─── Extracted entries
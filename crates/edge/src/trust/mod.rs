//! Origin trust for the shared auth endpoint
//!
//! Decides whether a cross-origin caller may receive credentialed CORS
//! responses. This is deliberately separate from tenant routing: a host that
//! routes to a tenant is not trusted for credentialed auth unless it also
//! passes the checks here, and every failure path denies.

mod evaluator;
mod pattern;

pub use evaluator::OriginTrustEvaluator;
pub use pattern::{parse_allow_list, OriginPattern};
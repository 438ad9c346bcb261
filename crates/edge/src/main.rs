//! Signalboard edge server binary

use anyhow::Context;
use tower_http::trace::TraceLayer;
use tracing_subscriber::EnvFilter;

use signalboard_edge::{routes, AppState, Config};

#[tokio::main]
async fn main() -> anyhow::Result<()> {
    dotenvy::dotenv().ok();

    tracing_subscriber::fmt()
        .with_env_filter(
            EnvFilter::try_from_default_env().unwrap_or_else(|_| EnvFilter::new("info")),
        )
        .init();

    let config = Config::from_env().context("loading configuration")?;

    let pool = signalboard_shared::create_pool(&config.database_url, config.database_max_connections)
        .await
        .context("connecting to database")?;

    let bind_address = config.bind_address.clone();
    let state = AppState::new(config, pool);
    let app = routes::create_router(state).layer(TraceLayer::new_for_http());

    let listener = tokio::net::TcpListener::bind(&bind_address)
        .await
        .with_context(|| format!("binding {bind_address}"))?;
    tracing::info!(%bind_address, "signalboard-edge listening");

    axum::serve(listener, app).await.context("serving")?;

    Ok(())
}
//! Health check endpoints

use axum::{extract::State, http::StatusCode, Json};
use serde::Serialize;

use crate::state::AppState;

#[derive(Serialize)]
pub struct HealthResponse {
    pub status: &'static str,
    pub version: &'static str,
    pub database: &'static str,
}

/// Health check endpoint
pub async fn health(State(state): State<AppState>) -> (StatusCode, Json<HealthResponse>) {
    let database_ok = database_reachable(&state).await;

    let (status_code, status, database) = if database_ok {
        (StatusCode::OK, "healthy", "healthy")
    } else {
        (StatusCode::SERVICE_UNAVAILABLE, "unhealthy", "unhealthy")
    };

    (
        status_code,
        Json(HealthResponse {
            status,
            version: env!("CARGO_PKG_VERSION"),
            database,
        }),
    )
}

/// Liveness probe (just returns 200 if the server is running)
pub async fn liveness() -> StatusCode {
    StatusCode::OK
}

/// Readiness probe (checks if the service is ready to accept traffic)
pub async fn readiness(State(state): State<AppState>) -> StatusCode {
    if database_reachable(&state).await {
        StatusCode::OK
    } else {
        StatusCode::SERVICE_UNAVAILABLE
    }
}

async fn database_reachable(state: &AppState) -> bool {
    sqlx::query("SELECT 1").execute(&state.pool).await.is_ok()
}
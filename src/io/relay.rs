//! Line relay
//!
//! Copies the input stream to the output stream one line at a time.
//!
//! # Design
//!
//! [`LineReader`] wraps any `BufRead` and yields raw byte lines, terminator
//! included, so the relay never alters the data: `\r\n` endings, invalid
//! UTF-8 and a final line without a newline all pass through unchanged.
//!
//! # Memory Efficiency
//!
//! - Reads one line at a time
//! - Does not load the whole input into memory
//! - Memory usage is O(longest line), not O(input size)

use crate::types::CliError;
use std::io::{self, BufRead, Write};
use tracing::debug;

/// Iterator over the raw lines of a reader
///
/// # Examples
///
/// ```
/// use pipe_scaffold::io::LineReader;
///
/// let input: &[u8] = b"alpha\nbeta";
/// let lines: Vec<_> = LineReader::new(input).collect::<Result<_, _>>().unwrap();
/// assert_eq!(lines, vec![b"alpha\n".to_vec(), b"beta".to_vec()]);
/// ```
#[derive(Debug)]
pub struct LineReader<R> {
    reader: R,
    line_num: u64,
}

impl<R: BufRead> LineReader<R> {
    pub fn new(reader: R) -> Self {
        Self {
            reader,
            line_num: 0,
        }
    }

    /// Number of lines yielded so far
    pub fn line_num(&self) -> u64 {
        self.line_num
    }
}

impl<R: BufRead> Iterator for LineReader<R> {
    type Item = io::Result<Vec<u8>>;

    /// Read the next line, `None` at end of input
    fn next(&mut self) -> Option<Self::Item> {
        let mut line = Vec::new();
        match self.reader.read_until(b'\n', &mut line) {
            Ok(0) => None,
            Ok(_) => {
                self.line_num += 1;
                Some(Ok(line))
            }
            Err(e) => Some(Err(e)),
        }
    }
}

/// Relay every line of `input` to `output` unchanged
///
/// Each line is written as soon as it is read. The output is flushed at the
/// end so buffered write errors are reported rather than lost on drop.
///
/// # Returns
///
/// * `Ok(lines)` - number of lines relayed
/// * `Err(CliError::Io)` - reading or writing failed; nothing is retried
pub fn relay<R: BufRead, W: Write>(input: R, output: &mut W) -> Result<u64, CliError> {
    let mut lines = LineReader::new(input);
    for line in lines.by_ref() {
        output.write_all(&line?)?;
    }
    output.flush()?;

    debug!(lines = lines.line_num(), "relay finished");
    Ok(lines.line_num())
}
──────
* [Work order]:
Give the listing above again in full, with no word altered.

* [Reply to the task]:
filename crates/edge/src/trust/mod.rs
//! Origin trust for the shared auth endpoint
//!
//! Decides whether a cross-origin caller may receive credentialed CORS
//! responses. This is deliberately separate from tenant routing: a host that
//! routes to a tenant is not trusted for credentialed auth unless it also
//! passes the checks here, and every failure path denies.

mod evaluator;
mod pattern;

pub use evaluator::OriginTrustEvaluator;
pub use pattern::{parse_allow_list, OriginPattern};
repository 438ad9c346bcb261
filename crates/edge/src/main.rs
//! Signalboard edge server binary

use anyhow::Context;
use tower_http::trace::TraceLayer;
use tracing_subscriber::EnvFilter;

use signalboard_edge::{routes, AppState, Config};

#[tokio::main]
async fn main() -> anyhow::Result<()> {
    dotenvy::dotenv().ok();

    tracing_subscriber::fmt()
        .with_env_filter(
            EnvFilter::try_from_default_env().unwrap_or_else(|_| EnvFilter::new("info")),
        )
        .init();

    let config = Config::from_env().context("loading configuration")?;

    let pool = signalboard_shared::create_pool(&config.database_url, config.database_max_connections)
        .await
        .context("connecting to database")?;

    let bind_address = config.bind_address.clone();
    let state = AppState::new(config, pool);
    let app = routes::create_router(state).layer(TraceLayer::new_for_http());

    let listener = tokio::net::TcpListener::bind(&bind_address)
        .await
        .with_context(|| format!("binding {bind_address}"))?;
    tracing::info!(%bind_address, "signalboard-edge listening");

    axum::serve(listener, app).await.context("serving")?;

    Ok(())
}
//! Health check endpoints

use axum::{extract::State, http::StatusCode, Json};
use serde::Serialize;

use crate::state::AppState;

#[derive(Serialize)]
pub struct HealthResponse {
    pub status: &'static str,
    pub version: &'static str,
    pub database: &'static str,
}

/// Health check endpoint
pub async fn health(State(state): State<AppState>) -> (StatusCode, Json<HealthResponse>) {
    let database_ok = database_reachable(&state).await;

    let (status_code, status, database) = if database_ok {
        (StatusCode::OK, "healthy", "healthy")
    } else {
        (StatusCode::SERVICE_UNAVAILABLE, "unhealthy", "unhealthy")
    };

    (
        status_code,
        Json(HealthResponse {
            status,
            version: env!("CARGO_PKG_VERSION"),
            database,
        }),
    )
}

/// Liveness probe (just returns 200 if the server is running)
pub async fn liveness() -> StatusCode {
    StatusCode::OK
}

/// Readiness probe (checks if the service is ready to accept traffic)
pub async fn readiness(State(state): State<AppState>) -> StatusCode {
    if database_reachable(&state).await {
        StatusCode::OK
    } else {
        StatusCode::SERVICE_UNAVAILABLE
    }
}

async fn database_reachable(state: &AppState) -> bool {
    sqlx::query("SELECT 1").execute(&state.pool).await.is_ok()
}
filename src/io/relay.rs
//! Line relay
//!
//! Copies the input stream to the output stream one line at a time.
//!
//! # Design
//!
//! [`LineReader`] wraps any `BufRead` and yields raw byte lines, terminator
//! included, so the relay never alters the data: `\r\n` endings, invalid
//! UTF-8 and a final line without a newline all pass through unchanged.
//!
//! # Memory Efficiency
//!
//! - Reads one line at a time
//! - Does not load the whole input into memory
//! - Memory usage is O(longest line), not O(input size)

use crate::types::CliError;
use std::io::{self, BufRead, Write};
use tracing::debug;

/// Iterator over the raw lines of a reader
///
/// # Examples
///
/// ```
/// use pipe_scaffold::io::LineReader;
///
/// let input: &[u8] = b"alpha\nbeta";
/// let lines: Vec<_> = LineReader::new(input).collect::<Result<_, _>>().unwrap();
/// assert_eq!(lines, vec![b"alpha\n".to_vec(), b"beta".to_vec()]);
/// ```
#[derive(Debug)]
pub struct LineReader<R> {
    reader: R,
    line_num: u64,
}

impl<R: BufRead> LineReader<R> {
    pub fn new(reader: R) -> Self {
        Self {
            reader,
            line_num: 0,
        }
    }

    /// Number of lines yielded so far
    pub fn line_num(&self) -> u64 {
        self.line_num
    }
}

impl<R: BufRead> Iterator for LineReader<R> {
    type Item = io::Result<Vec<u8>>;

    /// Read the next line, `None` at end of input
    fn next(&mut self) -> Option<Self::Item> {
        let mut line = Vec::new();
        match self.reader.read_until(b'\n', &mut line) {
            Ok(0) => None,
            Ok(_) => {
                self.line_num += 1;
                Some(Ok(line))
            }
            Err(e) => Some(Err(e)),
        }
    }
}

/// Relay every line of `input` to `output` unchanged
///
/// Each line is written as soon as it is read. The output is flushed at the
/// end so buffered write errors are reported rather than lost on drop.
///
/// # Returns
///
/// * `Ok(lines)` - number of lines relayed
/// * `Err(CliError::Io)` - reading or writing failed; nothing is retried
pub fn relay<R: BufRead, W: Write>(input: R, output: &mut W) -> Result<u64, CliError> {
    let mut lines = LineReader::new(input);
    for line in lines.by_ref() {
        output.write_all(&line?)?;
    }
    output.flush()?;

    debug!(lines = lines.line_num(), "relay finished");
    Ok(lines.line_num())
}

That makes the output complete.